Results of the study, published on 13 August 2024, revealed that APIs were present in rivers in eight out of England’s ten national parks in two sampling seasons in 2022.

A total of 31 APIs were detected, with the most common being cetirizine, metformin and fexofenadine.

Metformin, caffeine and paracetamol showed the highest mean concentrations.

Researchers examined 54 sites in 37 rivers across Dartmoor, Exmoor, Lake District, New Forest, North York Moors, Northumberland, Peak District, South Downs, the Broads and the Yorkshire Dales.

They used The Rivers Trust Sewage Map to select sites that were upstream and downstream of wastewater inputs.

Samples were collected from the sites in winter — between 14 February and 1 March — and summer — between 1 and 18 August — of 2022.

APIs were detected in at least one of the two sampling seasons at all of the sites monitored in each national park, except from the Lake District and Yorkshire Dales.

“While total API concentrations were generally lower than seen previously in UK cities, locations in the Peak District and Exmoor had higher concentrations than most city rivers,” the authors said.

They noted that 14 locations had “concentrations of either amitriptyline, carbamazepine, clarithromycin, diltiazem, metformin, paracetamol, or propranolol above levels of concern for fish, invertebrates, and algae or for selection for antimicrobial resistance”.

“Therefore, API pollution of the English national parks appears to pose risks to ecological health and potentially human health through recreational water use.

“Given that these parks are biodiversity hotspots with protected ecosystems, there is an urgent need for improved monitoring and management of pharmaceutical pollution and pollution more generally not only in national parks in England but also in similar environments across the world,” they added.

Researchers revealed in 2022 that more than a quarter of water samples taken from 258 rivers across the world contained “potentially harmful concentrations” of APIs.

They found that carbamazepine, metformin and caffeine were the most frequently detected APIs, having been detected at more than half of the sites tested and also raised concerns about antimicrobial resistance (AMR).

AMR is a growing concern, with the World Health Organization estimating that bacterial AMR was “directly responsible for 1.27 million global deaths in 2019 and contributed to 4.95 million deaths”.

Commenting on the study, Andrew Singer, principal scientist at the UK Centre for Ecology and Hydrology, told The Pharmaceutical Journal: “API pollution is ubiquitous not only nationally but internationally, and our parks are just one more of the places you can find them.

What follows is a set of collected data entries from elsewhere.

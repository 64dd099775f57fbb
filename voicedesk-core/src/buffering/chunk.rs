//! Normalised f32 audio block shared by capture and playback.

/// A contiguous block of PCM samples in [-1.0, 1.0] at a known sample rate.
///
/// Interleaved when `channels > 1`.
#[derive(Debug, Clone, PartialEq)]
pub struct AudioChunk {
    pub samples: Vec<f32>,
    /// Sample rate in Hz (e.g. 16000, 24000, 48000).
    pub sample_rate: u32,
    pub channels: u16,
}

impl AudioChunk {
    pub fn new(samples: Vec<f32>, sample_rate: u32) -> Self {
        Self::with_channels(samples, sample_rate, 1)
    }

    pub fn with_channels(samples: Vec<f32>, sample_rate: u32, channels: u16) -> Self {
        Self {
            samples,
            sample_rate,
            channels: channels.max(1),
        }
    }

    /// Number of frames (samples per channel).
    pub fn frames(&self) -> usize {
        self.samples.len() / self.channels as usize
    }

    /// Returns the duration of this chunk in seconds.
    pub fn duration_secs(&self) -> f64 {
        self.frames() as f64 / self.sample_rate as f64
    }

    /// Returns true if the chunk contains no samples.
    pub fn is_empty(&self) -> bool {
        self.samples.is_empty()
    }

    /// Average interleaved channels down to mono.
    pub fn to_mono(&self) -> Vec<f32> {
        let ch = self.channels as usize;
        if ch == 1 {
            return self.samples.clone();
        }
        self.samples
            .chunks_exact(ch)
            .map(|frame| frame.iter().sum::<f32>() / ch as f32)
            .collect()
    }
}

#[cfg(test)]
mod tests {
    use super::*;

    #[test]
    fn duration_counts_frames_not_samples() {
        let stereo = AudioChunk::with_channels(vec![0.0; 48_000], 24_000, 2);
        assert_eq!(stereo.frames(), 24_000);
        assert!((stereo.duration_secs() - 1.0).abs() < 1e-9);
    }

    #[test]
    fn to_mono_averages_channels() {
        let stereo = AudioChunk::with_channels(vec![0.5, -0.5, 1.0, 0.0], 24_000, 2);
        assert_eq!(stereo.to_mono(), vec![0.0, 0.5]);
    }
}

“This study points out that parks are unique in that they have huge seasonal shifts in wastewater load — ramping up many-fold in the summer.

“As we are finding out, the infrastructure to carry and treat sewage falls well short of what’s needed across the UK, so it isn’t surprising that our parks are also suffering,” he added.

“What makes the parks even more interesting as a case study is that they are often at the headwaters of rivers and thus have very little sewage dilution after treatment (assuming there was treatment and not raw sewage discharged from storm overflows).

He added that negative effects from sewage and the chemicals within it would have “maximum impact in such stretches of river”, creating a problem “as AMR is ubiquitous within our sewage, representing a human health risk to anyone using sewage-impacted rivers”.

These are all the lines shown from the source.